In the years 1860 Europe was a family divided. An Austro-Prussian war looked unavoidable, Napoleon III lost all sense of direction in the Mexican melodrama, while Tsarist Russia mishandled the emancipation of the serfs. The Danish War reinforced Bismarck’s territorial claims. Later this would lead to the war of George V, Nicholas II and Wilhelm II, three royal cousins, already trapped paving the path which led to the hell of World War I.

Today Europe looks equally divided. War is not an option but psychological offspring could become toxic. The Treaty of Rome, the historical embrace between Adenauer and de Gaulle, and the vision of Jean Monet look like relics from the past. The Balkans showed how easy it was to wake up old demons. The Maastricht Treaty created more alienation than solidarity. The consequences of the Greek collapse bring to mind Thomas Mann’s appeal for a European Germany rather than for a German Europe. The economic crisis in Southern Europe has a counterpart in Northern Europe, where Belgium is still on a respirator and where the Scottish independence referendum shows that pageantry might be just what it looks like, an empty mantle. The UK’s current back-seat attitude is a folly. The Commission in Brussels meanwhile produces tons of paper in an absurd variety of idioms and continues to ride the carousel between Brussels, Luxemburg and Strasbourg. The Merkozy duo is steadily being replaced by a Merkelzy duo, wherein the French act as followers rather than equals.

Henry Kissinger said that Germany was too big for Europe and too small for the world. Here lies the dilemma. The failure of the EU cannot be compensated by the rise of Germany alone, which already indisposes countries which can hardly control their resentment. This is unfair, the more so that the Germans, contrary to the French, since World War II have never wanted such a role. Equally, the Germans are not fooled by the supplicants who pretend to beg for their leadership while what they want is money rather than leadership. Angela Merkel does not want to be “relegated” to the role of EU’s accountant. She has a global European ambition and is averse to hidden gerrymandering amongst states who try to allocate responsibilities dictated by self-interest. Germany needs support in this and should not allow itself to be fooled by others. It has already disengaged itself from an overeager French suitor and would be well-advised to force the other EU members to respect its low-profile choice. It was able to protect itself from the galloping contagion which started in Iceland, by the way, and not in the southern flank which is now seen as the bearer of all sins. Germany can and should help, indeed, but it should remind others that it made the biggest sacrifice, giving up the Deutschmark. In having done so it risks having to play the role of lender of last resort. Germany is entitled to more while others should be content with less. It is a world-class player but it is not a world-class power, a role which was supposed to be given to the EU. Baroness Catherine Ashton who is supposed to be in charge of foreign affairs in the EU is the wrong person on the wrong place. Nature hates void, so does international politics. All heads are turned to Merkel instead, who is obliged to do what she is probably reticent to act upon. She does not have a streak of Bismarck’s calculation in her, even if she shares his intelligence. This is a compliment because it shows that she observes the world as it is, with the openings that might be for her to exploit, morally and intellectually. Like Hillary Clinton, she is the ultimate realist who understands when power risks becoming a burden rather than a choice.
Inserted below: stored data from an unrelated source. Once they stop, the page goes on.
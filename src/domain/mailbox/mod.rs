pub mod mailbox;
pub mod receive;
pub mod thread;

pub use self::mailbox::{project, Mailbox};
pub use self::receive::{select_unseen, SeenKey, SeenLetters};
pub use self::thread::Threads;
Let Europe be wise and not ask the impossible which might lead to the return of very unwelcome memories, if let out of control. The streets in Athens already show very disturbing images. We don’t need the plague to cure the ill. Angela Merkel chooses to keep her distance and resists unreasonable appeals of the have-nots. Germany leads, but reluctantly. In doing so Merkel shows both statesmanship and understanding of Thomas Mann’s dictum, which was premonitory in 1953 and more valid than ever in 2012.